Una mañana especialmente calurosa tuvo que recargar la batería de un viejo Range Rover. Cuando estuvo listo descubrió algunos problemas en el motor y con el paso de las horas el lugar se convirtió en un infierno de humo caliente. Terry acabó por quitarse el mono y echarlo a un lado, trabajando en bóxer gris. Ya había terminado cuando vio acercarse a uno de los criados de Jude. Llevaba una bandeja con una jarra helada. El productor venía detrás.
El camarero dejó la jarra sobre una de las mesas de piedra del patio y se retiró a un gesto de su jefe. Jude solía vestir de traje, aunque por lo que había visto Terry no salía demasiado de la casa. Como siempre, lucía un afeitado perfecto y la media melena rubia bien peinada con la raya a un lado.
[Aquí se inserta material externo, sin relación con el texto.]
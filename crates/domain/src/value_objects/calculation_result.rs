use crate::calculation::CalculationRequest;
use crate::math::PositionSplit;
use crate::token::TokenSymbol;
use crate::value_objects::percentage::Percentage;
use crate::value_objects::price::Price;
use crate::value_objects::price_range::PriceRange;
use rust_decimal::Decimal;
use serde::{Deserialize, Serialize};

/// Everything produced by a single calculation.
///
/// A result is created whole from one set of inputs and never patched
/// afterwards; a new calculation replaces it.
#[derive(Debug, Clone, PartialEq, Eq, Serialize, Deserialize)]
pub struct CalculationResult {
    pub token1_symbol: TokenSymbol,
    pub token2_symbol: TokenSymbol,
    pub total_value_usd: Decimal,
    pub upper_bound: Percentage,
    pub lower_bound: Percentage,
    pub token1_amount: Decimal,
    pub token2_amount: Decimal,
    pub token1_value_usd: Decimal,
    pub token2_value_usd: Decimal,
    pub token1_hedge: Decimal,
    pub token2_hedge: Decimal,
    pub pair_price: Price,
    pub price_range: PriceRange,
}

impl CalculationResult {
    pub fn from_parts(
        request: &CalculationRequest,
        split: PositionSplit,
        price_range: PriceRange,
    ) -> Self {
        Self {
            token1_symbol: request.token1_symbol.clone(),
            token2_symbol: request.token2_symbol.clone(),
            total_value_usd: request.total_value_usd,
            upper_bound: request.upper_bound,
            lower_bound: request.lower_bound,
            token1_amount: split.token1_amount,
            token2_amount: split.token2_amount,
            token1_value_usd: split.token1_value_usd,
            token2_value_usd: split.token2_value_usd,
            token1_hedge: split.token1_hedge,
            token2_hedge: split.token2_hedge,
            pair_price: split.pair_price,
            price_range,
        }
    }

    /// Combined USD value of both sides of the position, or `None` when the
    /// sum leaves the decimal range.
    pub fn total_position_value_usd(&self) -> Option<Decimal> {
        self.token1_value_usd.checked_add(self.token2_value_usd)
    }

    /// Label for the pair price, e.g. `S/WETH`.
    pub fn pair_label(&self) -> String {
        format!("{}/{}", self.token1_symbol, self.token2_symbol)
    }
}
// crates/test-utils/src/lib.rs

pub mod builders;
pub mod recorder;

use std::sync::Once;
use tracing_subscriber::{EnvFilter, fmt};

pub use builders::TreeBuilder;
pub use recorder::{Event, EventLog};

static INIT: Once = Once::new();

/// Initialise tracing for tests.
///
/// - Uses `with_test_writer()`, so logs are captured per-test.
/// - The Rust test harness only prints captured output for **failing** tests
///   (unless you run with `-- --nocapture`).
///
/// Enable levels with e.g.:
/// `RUST_LOG=debug cargo test`
pub fn init_tracing() {
    INIT.call_once(|| {
        let filter =
            EnvFilter::try_from_default_env().unwrap_or_else(|_| EnvFilter::new("info"));

        fmt()
            .with_env_filter(filter)
            .with_test_writer()
            .with_target(true)
            .init();
    });
}

/// Run a future with a 5-second timeout.
#[allow(dead_code)]
pub async fn with_timeout<F, T>(f: F) -> T
where
    F: std::future::Future<Output = T>,
{
    tokio::time::timeout(std::time::Duration::from_secs(5), f)
        .await
        .expect("Test timed out after 5 seconds")
}
// src/cli.rs

//! CLI argument parsing using `clap`.
//!
//! The built-in help flag is disabled so `-h/--help` reaches the runner,
//! which reports it with its own exit code.

use std::collections::BTreeMap;
use std::path::PathBuf;

use clap::{CommandFactory, Parser, ValueEnum};

use crate::types::TargetName;

/// Command-line arguments for `buildrig`.
#[derive(Debug, Clone, Parser)]
#[command(
    name = "buildrig",
    version,
    about = "Run build targets in dependency order with sync/parallel task scheduling.",
    long_about = None,
    disable_help_flag = true
)]
pub struct CliArgs {
    /// Targets to run, followed by optional `KEY=VALUE` script arguments.
    ///
    /// With no target, the default target runs (or `help` if there is none).
    #[arg(value_name = "TARGET|KEY=VALUE")]
    pub items: Vec<String>,

    /// Path to the build description (TOML).
    ///
    /// Default: the first of `Buildrig.toml`, `build/Buildrig.toml`,
    /// `.buildrig/Buildrig.toml` that exists.
    #[arg(long, short = 's', value_name = "PATH")]
    pub script: Option<PathBuf>,

    /// Comma-separated list of targets allowed to be invoked directly.
    #[arg(long, value_name = "NAMES", value_delimiter = ',')]
    pub targets_to_execute: Option<Vec<TargetName>>,

    /// Run the requested targets without resolving their dependencies.
    #[arg(long)]
    pub no_dependencies: bool,

    /// Propagate failures instead of converting them to an exit code.
    #[arg(long)]
    pub rethrow: bool,

    /// Logging level (error, warn, info, debug, trace).
    ///
    /// If omitted, `BUILDRIG_LOG` or a default level will be used.
    #[arg(long, value_enum, value_name = "LEVEL")]
    pub log_level: Option<LogLevel>,

    /// Log what each target would execute, but don't execute anything.
    #[arg(long)]
    pub dry_run: bool,

    /// Print help.
    #[arg(short = 'h', long)]
    pub help: bool,
}

/// Log level as exposed on the CLI.
#[derive(Debug, Copy, Clone, ValueEnum)]
pub enum LogLevel {
    Error,
    Warn,
    Info,
    Debug,
    Trace,
}

/// Arguments the runner works from, independent of how they were parsed.
#[derive(Debug, Clone, Default)]
pub struct CommandArguments {
    pub main_targets: Vec<TargetName>,
    pub script_args: BTreeMap<String, String>,
    pub script: Option<PathBuf>,
    pub targets_to_execute: Option<Vec<TargetName>>,
    pub no_dependencies: bool,
    pub rethrow: bool,
    pub dry_run: bool,
    pub help: bool,
}

impl From<CliArgs> for CommandArguments {
    fn from(args: CliArgs) -> Self {
        let mut main_targets = Vec::new();
        let mut script_args = BTreeMap::new();

        for item in args.items {
            match item.split_once('=') {
                Some((key, value)) if !key.is_empty() => {
                    script_args.insert(key.to_string(), value.to_string());
                }
                _ => main_targets.push(item),
            }
        }

        Self {
            main_targets,
            script_args,
            script: args.script,
            targets_to_execute: args.targets_to_execute,
            no_dependencies: args.no_dependencies,
            rethrow: args.rethrow,
            dry_run: args.dry_run,
            help: args.help,
        }
    }
}

/// Convenience wrapper around `CliArgs::parse()`.
pub fn parse() -> CliArgs {
    CliArgs::parse()
}

/// Print the generated usage text to stdout.
pub fn print_help() -> std::io::Result<()> {
    CliArgs::command().print_help()
}

#[cfg(test)]
mod tests {
    use super::*;

    #[test]
    fn splits_targets_from_script_arguments() {
        let args = CliArgs::parse_from([
            "buildrig",
            "compile",
            "package",
            "version=1.2.0",
            "--targets-to-execute",
            "compile,package",
            "--no-dependencies",
        ]);
        let cmd = CommandArguments::from(args);

        assert_eq!(cmd.main_targets, vec!["compile", "package"]);
        assert_eq!(cmd.script_args.get("version").map(String::as_str), Some("1.2.0"));
        assert_eq!(
            cmd.targets_to_execute,
            Some(vec!["compile".to_string(), "package".to_string()])
        );
        assert!(cmd.no_dependencies);
        assert!(!cmd.help);
    }

    #[test]
    fn short_help_flag_is_captured() {
        let cmd = CommandArguments::from(CliArgs::parse_from(["buildrig", "-h"]));
        assert!(cmd.help);
        assert!(cmd.main_targets.is_empty());
    }

    #[test]
    fn cli_definition_is_consistent() {
        CliArgs::command().debug_assert();
    }
}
—El viejo Rover es el que más problemas da —comentó mientras servía el refresco en dos vasos. Tendió uno a Terry al acercarse al coche y pasó los dedos con delicadeza sobre el capó, con la mirada fija en el chico—. Patrick estaba harto de él, me aconsejó en muchas ocasiones que lo vendiera.
Terry agarró el vaso con avaricia y bebió hasta que la limonada le goteó por la barbilla, rodó por sus clavículas y le bajó por el pecho lleno de grasa.
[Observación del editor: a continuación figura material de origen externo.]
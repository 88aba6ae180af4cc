// src/task/shell.rs

//! Shell command task.

use std::process::Stdio;
use std::sync::{Arc, LazyLock};

use anyhow::{Context, Result, bail};
use regex::{Captures, Regex};
use tokio::io::{AsyncBufReadExt, BufReader};
use tokio::process::Command;
use tracing::{debug, info};

use crate::context::{BuildProperties, TaskContext};
use crate::task::{Task, TaskFuture};

static PLACEHOLDER: LazyLock<Regex> = LazyLock::new(|| {
    Regex::new(r"\$\{([A-Za-z0-9_.\-]+)\}").expect("placeholder pattern is a valid regex")
});

/// Runs a command through the platform shell (`sh -c` / `cmd /C`).
///
/// Before spawning:
/// - `${key}` placeholders are replaced with build properties (unknown keys
///   are left untouched),
/// - every build property is exported as `BUILDRIG_PROP_<KEY>`.
///
/// Stdout lines are logged at `info`, stderr lines at `debug`. A non-zero exit
/// status fails the task.
#[derive(Debug, Clone)]
pub struct ShellTask {
    cmd: String,
    description: Option<String>,
}

impl ShellTask {
    pub fn new(cmd: impl Into<String>) -> Self {
        Self {
            cmd: cmd.into(),
            description: None,
        }
    }

    pub fn with_description(mut self, description: impl Into<String>) -> Self {
        self.description = Some(description.into());
        self
    }

    pub fn cmd(&self) -> &str {
        &self.cmd
    }

    async fn execute(&self, ctx: &TaskContext) -> Result<()> {
        let expanded = expand_placeholders(&self.cmd, ctx.properties());
        let target = ctx.current_target().unwrap_or("-").to_string();

        info!(target_name = %target, cmd = %expanded, "starting shell task");

        let mut cmd = shell_command(&expanded);
        for (key, value) in ctx.properties().snapshot() {
            cmd.env(property_env_name(&key), value);
        }
        cmd.stdout(Stdio::piped())
            .stderr(Stdio::piped())
            .kill_on_drop(true);

        let mut child = cmd
            .spawn()
            .with_context(|| format!("spawning process for '{expanded}'"))?;

        // Drain both pipes so the child never blocks on a full buffer.
        let stdout_log = child.stdout.take().map(|stdout| {
            let target = target.clone();
            tokio::spawn(async move {
                let mut lines = BufReader::new(stdout).lines();
                while let Ok(Some(line)) = lines.next_line().await {
                    info!(target_name = %target, "{}", line);
                }
            })
        });
        let stderr_log = child.stderr.take().map(|stderr| {
            let target = target.clone();
            tokio::spawn(async move {
                let mut lines = BufReader::new(stderr).lines();
                while let Ok(Some(line)) = lines.next_line().await {
                    debug!(target_name = %target, "stderr: {}", line);
                }
            })
        });

        let status = child
            .wait()
            .await
            .with_context(|| format!("waiting for process of '{expanded}'"))?;

        for handle in [stdout_log, stderr_log].into_iter().flatten() {
            let _ = handle.await;
        }

        let code = status.code().unwrap_or(-1);
        info!(
            target_name = %target,
            exit_code = code,
            success = status.success(),
            "shell task exited"
        );

        if !status.success() {
            bail!("command '{expanded}' exited with code {code}");
        }
        Ok(())
    }
}

impl Task for ShellTask {
    fn describe(&self) -> String {
        match &self.description {
            Some(d) => d.clone(),
            None => format!("sh: {}", self.cmd),
        }
    }

    fn run(&self, ctx: &TaskContext) -> Result<()> {
        let expanded = expand_placeholders(&self.cmd, ctx.properties());
        let mut cmd = std::process::Command::new(shell_program());
        cmd.arg(shell_flag()).arg(&expanded);
        for (key, value) in ctx.properties().snapshot() {
            cmd.env(property_env_name(&key), value);
        }
        let status = cmd
            .status()
            .with_context(|| format!("running '{expanded}'"))?;
        if !status.success() {
            bail!(
                "command '{expanded}' exited with code {}",
                status.code().unwrap_or(-1)
            );
        }
        Ok(())
    }

    fn run_async(self: Arc<Self>, ctx: TaskContext) -> TaskFuture {
        Box::pin(async move { self.execute(&ctx).await })
    }
}

fn shell_program() -> &'static str {
    if cfg!(windows) { "cmd" } else { "sh" }
}

fn shell_flag() -> &'static str {
    if cfg!(windows) { "/C" } else { "-c" }
}

fn shell_command(line: &str) -> Command {
    let mut c = Command::new(shell_program());
    c.arg(shell_flag()).arg(line);
    c
}

/// Replace `${key}` with the matching build property.
pub fn expand_placeholders(input: &str, properties: &BuildProperties) -> String {
    PLACEHOLDER
        .replace_all(input, |caps: &Captures<'_>| {
            properties
                .get(&caps[1])
                .unwrap_or_else(|| caps[0].to_string())
        })
        .into_owned()
}

/// Environment variable name a property is exported under.
pub fn property_env_name(key: &str) -> String {
    let sanitized: String = key
        .chars()
        .map(|c| if c.is_ascii_alphanumeric() { c.to_ascii_uppercase() } else { '_' })
        .collect();
    format!("BUILDRIG_PROP_{sanitized}")
}

#[cfg(test)]
mod tests {
    use super::*;

    #[test]
    fn expands_known_placeholders_only() {
        let props = BuildProperties::new();
        props.set("version", "1.4.0");

        let out = expand_placeholders("pack --version ${version} --out ${out_dir}", &props);
        assert_eq!(out, "pack --version 1.4.0 --out ${out_dir}");
    }

    #[test]
    fn env_names_are_sanitized() {
        assert_eq!(property_env_name("build.version"), "BUILDRIG_PROP_BUILD_VERSION");
        assert_eq!(property_env_name("out-dir"), "BUILDRIG_PROP_OUT_DIR");
    }

    #[cfg(unix)]
    #[tokio::test]
    async fn non_zero_exit_fails_the_task() {
        let task = Arc::new(ShellTask::new("exit 7"));
        let err = task.run_async(TaskContext::new()).await.unwrap_err();
        assert!(err.to_string().contains("code 7"));
    }

    #[cfg(unix)]
    #[tokio::test]
    async fn properties_reach_the_child_environment() {
        let dir = tempfile::tempdir().unwrap();
        let out = dir.path().join("version.txt");
        let ctx = TaskContext::new();
        ctx.properties().set("version", "3.1.0");

        let cmd = format!("printf %s \"$BUILDRIG_PROP_VERSION\" > '{}'", out.display());
        Arc::new(ShellTask::new(cmd)).run_async(ctx).await.unwrap();

        assert_eq!(std::fs::read_to_string(out).unwrap(), "3.1.0");
    }
}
—Pues Patrick no tenía ni idea porque ya funciona perfectamente. —Se limpió los labios con el dorso de la mano y le miró con un atisbo de sonrisa guasona—. Hoy se ha vestido para espiarme.
Los ojos grises de Jude siguieron el recorrido del líquido. Hizo una leve mueca, elevando apenas una comisura de sus labios y luego volvió a mirarle a los ojos. Al muy finolis debía darle asco.
—Necesitas supervisión. Creo que te han dejado demasiado suelto… —La mueca se convirtió en una sonrisa torva. Le tendió el vaso que se había servido para sí mismo—. Me sorprende que estés cumpliendo con tu compromiso. No has llegado tarde un solo día.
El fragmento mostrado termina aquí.